What is being asked
Count every line in the data below where "ScriptedRenderer" occurs, then state that number and nothing more.

Supplied records
== Segment start ==

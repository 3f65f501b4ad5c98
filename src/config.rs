use eyre::{Context, Result};
use serde::{Deserialize, Serialize};
use std::collections::BTreeMap;
use std::fs;
use std::path::{Path, PathBuf};

use crate::llm::ProviderKind;
use crate::render::QualityPreset;

#[derive(Debug, Clone, Serialize, Deserialize)]
#[serde(default)]
pub struct Config {
    pub provider: ProviderKind,
    /// Model id; `None` means the provider's default
    pub model: Option<String>,
    /// Stored API keys by provider name
    pub api_keys: BTreeMap<String, String>,
    pub output_dir: PathBuf,
    pub default_quality: QualityPreset,
    pub max_attempts: u32,
    pub auto_preview: bool,
    pub verbose: bool,
    pub llm: LlmConfig,
    pub render: RenderConfig,
}

#[derive(Debug, Clone, Serialize, Deserialize)]
#[serde(default)]
pub struct LlmConfig {
    pub timeout_ms: u64,
    pub max_tokens: u32,
    pub temperature: f32,
    pub ollama_url: String,
}

impl Default for LlmConfig {
    fn default() -> Self {
        Self {
            timeout_ms: 120000,
            max_tokens: 4096,
            temperature: 0.2,
            ollama_url: crate::llm::ollama::DEFAULT_BASE_URL.to_string(),
        }
    }
}

#[derive(Debug, Clone, Serialize, Deserialize)]
#[serde(default)]
pub struct RenderConfig {
    /// Rendering engine executable
    pub engine: String,
    pub timeout_ms: u64,
    /// Where candidate scripts are written before rendering
    pub cache_dir: PathBuf,
}

impl Default for RenderConfig {
    fn default() -> Self {
        Self {
            engine: "manim".to_string(),
            timeout_ms: 300000,
            cache_dir: dirs::cache_dir()
                .unwrap_or_else(|| PathBuf::from("."))
                .join("manimator")
                .join("scripts"),
        }
    }
}

impl Default for Config {
    fn default() -> Self {
        Self {
            provider: ProviderKind::default(),
            model: None,
            api_keys: BTreeMap::new(),
            output_dir: default_output_dir(),
            default_quality: QualityPreset::default(),
            max_attempts: 3,
            auto_preview: false,
            verbose: false,
            llm: LlmConfig::default(),
            render: RenderConfig::default(),
        }
    }
}

fn default_output_dir() -> PathBuf {
    dirs::video_dir()
        .or_else(|| dirs::home_dir().map(|h| h.join("Videos")))
        .unwrap_or_else(|| PathBuf::from("."))
        .join("manimator")
}

/// Per-invocation values from the command line; each one wins over the file
#[derive(Debug, Clone, Default)]
pub struct Overrides {
    pub provider: Option<ProviderKind>,
    pub model: Option<String>,
    pub output_dir: Option<PathBuf>,
    pub quality: Option<QualityPreset>,
    pub max_attempts: Option<u32>,
    pub preview: bool,
    pub verbose: bool,
}

impl Config {
    /// Load configuration with fallback chain
    pub fn load(config_path: Option<&PathBuf>) -> Result<Self> {
        // If explicit config path provided, try to load it
        if let Some(path) = config_path {
            if !path.exists() {
                log::info!("Config {} does not exist yet, using defaults", path.display());
                return Ok(Self::default());
            }
            return Self::load_from_file(path).context(format!("Failed to load config from {}", path.display()));
        }

        if let Some(primary_config) = Self::user_config_path() {
            if primary_config.exists() {
                match Self::load_from_file(&primary_config) {
                    Ok(config) => return Ok(config),
                    Err(e) => {
                        log::warn!("Failed to load config from {}: {}", primary_config.display(), e);
                    }
                }
            }
        }

        let project_name = env!("CARGO_PKG_NAME");
        let fallback_config = PathBuf::from(format!("{}.yml", project_name));
        if fallback_config.exists() {
            match Self::load_from_file(&fallback_config) {
                Ok(config) => return Ok(config),
                Err(e) => {
                    log::warn!("Failed to load config from {}: {}", fallback_config.display(), e);
                }
            }
        }

        log::info!("No config file found, using defaults");
        Ok(Self::default())
    }

    fn load_from_file<P: AsRef<Path>>(path: P) -> Result<Self> {
        let content = fs::read_to_string(&path).context("Failed to read config file")?;

        let config: Self = serde_yaml::from_str(&content).context("Failed to parse config file")?;
        config.validate()?;

        log::info!("Loaded config from: {}", path.as_ref().display());
        Ok(config)
    }

    /// `~/.config/manimator/manimator.yml`
    pub fn user_config_path() -> Option<PathBuf> {
        let project_name = env!("CARGO_PKG_NAME");
        dirs::config_dir().map(|dir| dir.join(project_name).join(format!("{}.yml", project_name)))
    }

    /// Persist to `path`, or to the user config location
    pub fn save(&self, path: Option<&PathBuf>) -> Result<PathBuf> {
        self.validate()?;

        let target = match path {
            Some(p) => p.clone(),
            None => Self::user_config_path().ok_or_else(|| eyre::eyre!("No config directory on this platform"))?,
        };

        if let Some(parent) = target.parent() {
            fs::create_dir_all(parent).context("Failed to create config directory")?;
        }

        let content = serde_yaml::to_string(self).context("Failed to serialize config")?;
        fs::write(&target, content).context(format!("Failed to write {}", target.display()))?;

        // the file may hold API keys
        #[cfg(unix)]
        {
            use std::os::unix::fs::PermissionsExt;
            fs::set_permissions(&target, fs::Permissions::from_mode(0o600))
                .context("Failed to restrict config permissions")?;
        }

        log::info!("Saved config to: {}", target.display());
        Ok(target)
    }

    pub fn validate(&self) -> Result<()> {
        if self.max_attempts == 0 {
            eyre::bail!("max_attempts must be at least 1");
        }
        if self.render.timeout_ms == 0 {
            eyre::bail!("render.timeout_ms must be > 0");
        }
        if self.llm.timeout_ms == 0 {
            eyre::bail!("llm.timeout_ms must be > 0");
        }
        Ok(())
    }

    /// Apply command-line overrides on top of the loaded file
    pub fn with_overrides(mut self, overrides: &Overrides) -> Result<Self> {
        if let Some(provider) = overrides.provider {
            if provider != self.provider {
                // a model chosen for another provider would not make sense here
                self.model = None;
            }
            self.provider = provider;
        }
        if let Some(model) = &overrides.model {
            self.model = Some(model.clone());
        }
        if let Some(dir) = &overrides.output_dir {
            self.output_dir = dir.clone();
        }
        if let Some(quality) = overrides.quality {
            self.default_quality = quality;
        }
        if let Some(attempts) = overrides.max_attempts {
            self.max_attempts = attempts;
        }
        self.auto_preview |= overrides.preview;
        self.verbose |= overrides.verbose;
        self.validate()?;
        Ok(self)
    }

    pub fn model_for(&self, kind: ProviderKind) -> String {
        match &self.model {
            Some(model) if kind == self.provider => model.clone(),
            _ => kind.default_model().to_string(),
        }
    }

    /// Stored key first, then the provider's environment variable
    pub fn api_key(&self, kind: ProviderKind) -> Option<String> {
        if let Some(key) = self.api_keys.get(kind.as_str()).filter(|k| !k.is_empty()) {
            return Some(key.clone());
        }
        kind.api_key_env()
            .and_then(|var| std::env::var(var).ok())
            .filter(|k| !k.is_empty())
    }

    pub fn set_api_key(&mut self, kind: ProviderKind, key: impl Into<String>) {
        self.api_keys.insert(kind.as_str().to_string(), key.into());
    }

    /// Key for display: first 8 and last 4 characters
    pub fn masked_key(&self, kind: ProviderKind) -> String {
        match self.api_key(kind) {
            Some(key) if key.chars().count() > 12 => {
                let chars: Vec<char> = key.chars().collect();
                let head: String = chars[..8].iter().collect();
                let tail: String = chars[chars.len() - 4..].iter().collect();
                format!("{}...{}", head, tail)
            }
            Some(_) => "***".to_string(),
            None => "(not set)".to_string(),
        }
    }
}
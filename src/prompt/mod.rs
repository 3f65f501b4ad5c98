//! Prompt System - the templates sent to the LLM
//!
//! System, initial, follow-up and correction prompts, rendered with Handlebars.

mod render;
mod templates;

pub use render::PromptRenderer;
pub use templates::quality_hint;
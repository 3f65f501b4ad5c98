//! Requests and candidates exchanged with the generator

use serde::{Deserialize, Serialize};

use crate::classify::FailureKind;

/// User text for one turn, optionally anchored to code from an earlier turn
#[derive(Debug, Clone, PartialEq, Eq, Serialize, Deserialize)]
pub struct Prompt {
    pub text: String,
    pub prior_code: Option<String>,
}

impl Prompt {
    pub fn new(text: impl Into<String>) -> Self {
        Self {
            text: text.into(),
            prior_code: None,
        }
    }

    pub fn with_prior_code(mut self, code: impl Into<String>) -> Self {
        self.prior_code = Some(code.into());
        self
    }

    pub fn is_empty(&self) -> bool {
        self.text.trim().is_empty()
    }
}

/// What the generator learns from a failed attempt
#[derive(Debug, Clone, PartialEq, Eq, Serialize, Deserialize)]
pub struct Feedback {
    pub kind: FailureKind,
    pub excerpt: String,
    pub hint: String,
}

impl Feedback {
    pub fn new(kind: FailureKind, excerpt: impl Into<String>, hint: impl Into<String>) -> Self {
        Self {
            kind,
            excerpt: excerpt.into(),
            hint: hint.into(),
        }
    }
}

/// One attempt's input to the generator
#[derive(Debug, Clone, PartialEq, Eq)]
pub struct GenerationRequest {
    pub prompt: Prompt,
    pub prior_code: Option<String>,
    pub feedback: Option<Feedback>,
    pub attempt: u32,
}

impl GenerationRequest {
    /// First attempt of a turn; carries the prompt's own prior code
    pub fn initial(prompt: Prompt) -> Self {
        let prior_code = prompt.prior_code.clone();
        Self {
            prompt,
            prior_code,
            feedback: None,
            attempt: 1,
        }
    }

    /// Next attempt, repairing `failed_code`
    pub fn retry(&self, failed_code: impl Into<String>, feedback: Feedback) -> Self {
        Self {
            prompt: self.prompt.clone(),
            prior_code: Some(failed_code.into()),
            feedback: Some(feedback),
            attempt: self.attempt + 1,
        }
    }
}

/// Source text produced for one attempt
#[derive(Debug, Clone, PartialEq, Eq, Serialize, Deserialize)]
pub struct CandidateArtifact {
    pub code: String,
    pub attempt: u32,
}

impl CandidateArtifact {
    pub fn new(code: impl Into<String>, attempt: u32) -> Self {
        Self {
            code: code.into(),
            attempt,
        }
    }
}
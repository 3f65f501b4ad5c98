//! Backend trait, provider errors, and a scripted mock backend

use std::collections::VecDeque;
use std::sync::Mutex;

use async_trait::async_trait;
use reqwest::StatusCode;

use crate::llm::types::{CompletionRequest, CompletionResponse, ModelInfo};

/// An already-configured LLM backend handle.
///
/// Stateless: each call is independent. Implementations never retry; retry
/// policy belongs to the repair loop.
#[async_trait]
pub trait LlmBackend: Send + Sync {
    /// Provider name (openai, anthropic, gemini, ollama, mock)
    fn name(&self) -> &str;

    /// Model this handle talks to
    fn model(&self) -> &str;

    /// Single completion request
    async fn complete(&self, request: CompletionRequest) -> Result<CompletionResponse, ProviderError>;

    /// Models this provider offers
    async fn list_models(&self) -> Result<Vec<ModelInfo>, ProviderError>;
}

/// Infrastructure failures talking to an LLM backend
#[derive(Debug, thiserror::Error)]
pub enum ProviderError {
    #[error("{provider} is unreachable: {message}")]
    Unreachable { provider: String, message: String },

    #[error("Request timed out after {after_ms}ms")]
    Timeout { after_ms: u64 },

    #[error("Authentication failed: {0}")]
    Auth(String),

    #[error("Rate limited, retry after {retry_after_secs}s")]
    RateLimited { retry_after_secs: u64 },

    #[error("API error {status}: {message}")]
    Api { status: u16, message: String },

    #[error("Malformed response: {0}")]
    MalformedResponse(String),

    #[error("Missing API key for {provider}: run `manimator config --provider {provider} --key <key>`")]
    MissingApiKey { provider: String },

    #[error("Network error: {0}")]
    Network(#[from] reqwest::Error),

    #[error("JSON parsing error: {0}")]
    Json(#[from] serde_json::Error),

    #[error("Unsupported: {0}")]
    Unsupported(String),
}

impl ProviderError {
    pub fn is_rate_limit(&self) -> bool {
        matches!(self, ProviderError::RateLimited { .. })
    }
}

/// Map a non-success HTTP status to a provider error
pub(crate) fn error_for_status(status: StatusCode, retry_after: Option<u64>, body: String) -> ProviderError {
    match status.as_u16() {
        401 | 403 => ProviderError::Auth(body),
        429 => ProviderError::RateLimited {
            retry_after_secs: retry_after.unwrap_or(60),
        },
        code => ProviderError::Api { status: code, message: body },
    }
}

/// Map a transport failure; connection problems become `Unreachable`
pub(crate) fn error_for_send(provider: &str, err: reqwest::Error) -> ProviderError {
    if err.is_connect() {
        ProviderError::Unreachable {
            provider: provider.to_string(),
            message: err.to_string(),
        }
    } else if err.is_timeout() {
        ProviderError::Timeout { after_ms: 0 }
    } else {
        ProviderError::Network(err)
    }
}

/// Send a prepared request and decode the JSON body, mapping HTTP failures
pub(crate) async fn send_json(
    provider: &str,
    builder: reqwest::RequestBuilder,
) -> Result<serde_json::Value, ProviderError> {
    let response = builder.send().await.map_err(|e| error_for_send(provider, e))?;

    let status = response.status();
    if !status.is_success() {
        let retry_after = response
            .headers()
            .get("retry-after")
            .and_then(|h| h.to_str().ok())
            .and_then(|s| s.parse::<u64>().ok());
        let body = response
            .text()
            .await
            .unwrap_or_else(|_| "Unknown error".to_string());
        return Err(error_for_status(status, retry_after, body));
    }

    response
        .json()
        .await
        .map_err(|e| ProviderError::MalformedResponse(format!("Failed to parse response: {}", e)))
}

/// Backend that replays scripted replies in order and records every request.
pub struct MockBackend {
    replies: Mutex<VecDeque<Result<String, ProviderError>>>,
    requests: Mutex<Vec<CompletionRequest>>,
    models: Vec<ModelInfo>,
}

impl MockBackend {
    /// Create a mock that answers with the given code texts in order
    pub fn new<S: Into<String>>(replies: Vec<S>) -> Self {
        Self::scripted(replies.into_iter().map(|r| Ok(r.into())).collect())
    }

    /// Create a mock with explicit successes and failures
    pub fn scripted(replies: Vec<Result<String, ProviderError>>) -> Self {
        Self {
            replies: Mutex::new(replies.into()),
            requests: Mutex::new(Vec::new()),
            models: vec![ModelInfo::new("mock-model", "n/a", "Instant", "Scripted replies")],
        }
    }

    /// Requests received so far
    pub fn requests(&self) -> Vec<CompletionRequest> {
        self.requests.lock().unwrap_or_else(|e| e.into_inner()).clone()
    }

    /// Number of completion calls made
    pub fn call_count(&self) -> usize {
        self.requests.lock().unwrap_or_else(|e| e.into_inner()).len()
    }
}

#[async_trait]
impl LlmBackend for MockBackend {
    fn name(&self) -> &str {
        "mock"
    }

    fn model(&self) -> &str {
        "mock-model"
    }

    async fn complete(&self, request: CompletionRequest) -> Result<CompletionResponse, ProviderError> {
        self.requests
            .lock()
            .unwrap_or_else(|e| e.into_inner())
            .push(request);

        let next = self.replies.lock().unwrap_or_else(|e| e.into_inner()).pop_front();
        match next {
            Some(Ok(text)) => Ok(CompletionResponse::text(text)),
            Some(Err(e)) => Err(e),
            None => Err(ProviderError::Unreachable {
                provider: "mock".to_string(),
                message: "no scripted replies left".to_string(),
            }),
        }
    }

    async fn list_models(&self) -> Result<Vec<ModelInfo>, ProviderError> {
        Ok(self.models.clone())
    }
}

#[cfg(test)]
mod tests {
    use super::*;

    #[test]
    fn test_error_for_status_auth() {
        let err = error_for_status(StatusCode::UNAUTHORIZED, None, "bad key".to_string());
        assert!(matches!(err, ProviderError::Auth(_)));
        let err = error_for_status(StatusCode::FORBIDDEN, None, "nope".to_string());
        assert!(matches!(err, ProviderError::Auth(_)));
    }

    #[test]
    fn test_error_for_status_rate_limit() {
        let err = error_for_status(StatusCode::TOO_MANY_REQUESTS, Some(12), String::new());
        assert!(err.is_rate_limit());
        assert!(matches!(err, ProviderError::RateLimited { retry_after_secs: 12 }));

        let err = error_for_status(StatusCode::TOO_MANY_REQUESTS, None, String::new());
        assert!(matches!(err, ProviderError::RateLimited { retry_after_secs: 60 }));
    }

    #[test]
    fn test_error_for_status_api() {
        let err = error_for_status(StatusCode::INTERNAL_SERVER_ERROR, None, "boom".to_string());
        assert_eq!(err.to_string(), "API error 500: boom");
    }

    #[test]
    fn test_missing_key_message_mentions_config() {
        let err = ProviderError::MissingApiKey {
            provider: "openai".to_string(),
        };
        assert!(err.to_string().contains("manimator config --provider openai"));
    }

    #[tokio::test]
    async fn test_mock_backend_replays_in_order() {
        let mock = MockBackend::new(vec!["one", "two"]);
        let first = mock.complete(CompletionRequest::new("s")).await.unwrap();
        let second = mock.complete(CompletionRequest::new("s")).await.unwrap();
        assert_eq!(first.content, "one");
        assert_eq!(second.content, "two");
        assert_eq!(mock.call_count(), 2);
    }

    #[tokio::test]
    async fn test_mock_backend_runs_dry() {
        let mock = MockBackend::new(Vec::<String>::new());
        let result = mock.complete(CompletionRequest::new("s")).await;
        assert!(matches!(result, Err(ProviderError::Unreachable { .. })));
    }

    #[tokio::test]
    async fn test_mock_backend_scripted_failure() {
        let mock = MockBackend::scripted(vec![Err(ProviderError::Auth("bad".to_string()))]);
        let result = mock.complete(CompletionRequest::new("s")).await;
        assert!(matches!(result, Err(ProviderError::Auth(_))));
    }

    #[tokio::test]
    async fn test_mock_backend_lists_models() {
        let mock = MockBackend::new(Vec::<String>::new());
        let models = mock.list_models().await.unwrap();
        assert_eq!(models[0].name, "mock-model");
    }

    #[test]
    fn test_send_sync() {
        fn assert_send_sync<T: Send + Sync>() {}
        assert_send_sync::<MockBackend>();
    }
}
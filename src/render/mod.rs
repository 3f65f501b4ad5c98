//! Rendering - run candidate code through the animation engine
//!
//! A renderer never judges why a render failed. Content-level failures come
//! back as `RenderOutcome::Failure` with the engine's raw output; only
//! infrastructure problems (no engine, unwritable cache) are errors.

mod manim;
mod quality;

pub use manim::ManimRenderer;
pub use quality::{QualityPreset, QualityProfile};

use std::collections::VecDeque;
use std::path::PathBuf;
use std::sync::Mutex;

use async_trait::async_trait;

use crate::generator::CandidateArtifact;
use crate::session::naming::versioned_file_name;

/// Scene class every generated script defines
pub const SCENE_CLASS: &str = "GeneratedScene";

/// Result of one render attempt
#[derive(Debug, Clone, PartialEq, Eq)]
pub enum RenderOutcome {
    Success { video_path: PathBuf },
    Failure { exit_code: Option<i32>, diagnostic_text: String },
}

impl RenderOutcome {
    pub fn is_success(&self) -> bool {
        matches!(self, RenderOutcome::Success { .. })
    }
}

/// Where a finished video goes: `<dir>/<slug>_v<N>.mp4` with N starting at
/// `first_version`. The final N is fixed only when the file is created.
#[derive(Debug, Clone, PartialEq, Eq)]
pub struct OutputTarget {
    pub dir: PathBuf,
    pub slug: String,
    pub first_version: u32,
}

impl OutputTarget {
    pub fn new(dir: impl Into<PathBuf>, slug: impl Into<String>, first_version: u32) -> Self {
        Self {
            dir: dir.into(),
            slug: slug.into(),
            first_version,
        }
    }

    /// Path the video gets when no other writer holds `first_version`
    pub fn preferred_path(&self) -> PathBuf {
        self.dir.join(versioned_file_name(&self.slug, self.first_version))
    }
}

/// Rendering infrastructure failures
#[derive(Debug, thiserror::Error)]
pub enum RenderError {
    #[error("Rendering engine '{0}' not found: install it with `pip install manim`")]
    EngineMissing(String),

    #[error("IO error: {0}")]
    Io(#[from] std::io::Error),
}

/// Turns a candidate into a video file
#[async_trait]
pub trait Renderer: Send + Sync {
    /// Render `artifact` and, on success, write the video to the first free
    /// version of `target`, never replacing an existing file. The engine
    /// process is reaped on every path, including when the future is dropped.
    async fn render(
        &self,
        artifact: &CandidateArtifact,
        quality: QualityPreset,
        target: &OutputTarget,
    ) -> Result<RenderOutcome, RenderError>;
}

/// One scripted response of a [`ScriptedRenderer`]
#[derive(Debug, Clone)]
pub enum ScriptedRender {
    Succeed,
    Fail(String),
    EngineMissing,
}

/// A single call seen by a [`ScriptedRenderer`]
#[derive(Debug, Clone)]
pub struct RenderCall {
    pub code: String,
    pub quality: QualityPreset,
    pub output_path: PathBuf,
}

/// Renderer that replays scripted outcomes without running an engine.
///
/// Succeeds with the target's preferred path and does not touch the filesystem.
/// Once the script runs out every call reports the engine missing.
pub struct ScriptedRenderer {
    script: Mutex<VecDeque<ScriptedRender>>,
    calls: Mutex<Vec<RenderCall>>,
}

impl ScriptedRenderer {
    pub fn new(script: Vec<ScriptedRender>) -> Self {
        Self {
            script: Mutex::new(script.into()),
            calls: Mutex::new(Vec::new()),
        }
    }

    /// Renderer whose every scripted call succeeds
    pub fn succeeding(times: usize) -> Self {
        Self::new(vec![ScriptedRender::Succeed; times])
    }

    pub fn calls(&self) -> Vec<RenderCall> {
        self.calls.lock().unwrap_or_else(|e| e.into_inner()).clone()
    }

    pub fn call_count(&self) -> usize {
        self.calls.lock().unwrap_or_else(|e| e.into_inner()).len()
    }
}

#[async_trait]
impl Renderer for ScriptedRenderer {
    async fn render(
        &self,
        artifact: &CandidateArtifact,
        quality: QualityPreset,
        target: &OutputTarget,
    ) -> Result<RenderOutcome, RenderError> {
        let output_path = target.preferred_path();
        self.calls.lock().unwrap_or_else(|e| e.into_inner()).push(RenderCall {
            code: artifact.code.clone(),
            quality,
            output_path: output_path.clone(),
        });

        let next = self.script.lock().unwrap_or_else(|e| e.into_inner()).pop_front();
        match next {
            Some(ScriptedRender::Succeed) => Ok(RenderOutcome::Success { video_path: output_path }),
            Some(ScriptedRender::Fail(diagnostic_text)) => Ok(RenderOutcome::Failure {
                exit_code: Some(1),
                diagnostic_text,
            }),
            Some(ScriptedRender::EngineMissing) | None => Err(RenderError::EngineMissing("scripted".to_string())),
        }
    }
}

#[cfg(test)]
mod tests {
    use super::*;

    #[tokio::test]
    async fn test_scripted_renderer_replays_in_order() {
        let renderer = ScriptedRenderer::new(vec![
            ScriptedRender::Fail("NameError: x".to_string()),
            ScriptedRender::Succeed,
        ]);
        let artifact = CandidateArtifact::new("code", 1);
        let target = OutputTarget::new("/videos", "circle", 1);

        let first = renderer
            .render(&artifact, QualityPreset::Low, &target)
            .await
            .unwrap();
        assert_eq!(
            first,
            RenderOutcome::Failure {
                exit_code: Some(1),
                diagnostic_text: "NameError: x".to_string()
            }
        );

        let second = renderer
            .render(&artifact, QualityPreset::Low, &target)
            .await
            .unwrap();
        assert_eq!(
            second,
            RenderOutcome::Success {
                video_path: PathBuf::from("/videos/circle_v1.mp4")
            }
        );

        let calls = renderer.calls();
        assert_eq!(calls.len(), 2);
        assert_eq!(calls[0].quality, QualityPreset::Low);
        assert_eq!(calls[0].code, "code");
    }

    #[tokio::test]
    async fn test_scripted_renderer_exhausted() {
        let renderer = ScriptedRenderer::new(vec![]);
        let artifact = CandidateArtifact::new("code", 1);
        let result = renderer
            .render(&artifact, QualityPreset::Medium, &OutputTarget::new(".", "a", 1))
            .await;
        assert!(matches!(result, Err(RenderError::EngineMissing(_))));
    }

    #[test]
    fn test_output_target_preferred_path() {
        let target = OutputTarget::new("/videos", "spinning_circle", 3);
        assert_eq!(target.preferred_path(), PathBuf::from("/videos/spinning_circle_v3.mp4"));
    }

    #[test]
    fn test_outcome_is_success() {
        assert!(
            RenderOutcome::Success {
                video_path: PathBuf::from("a.mp4")
            }
            .is_success()
        );
        assert!(
            !RenderOutcome::Failure {
                exit_code: None,
                diagnostic_text: String::new()
            }
            .is_success()
        );
    }
}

== Segment end ==

Answer to this exercise
7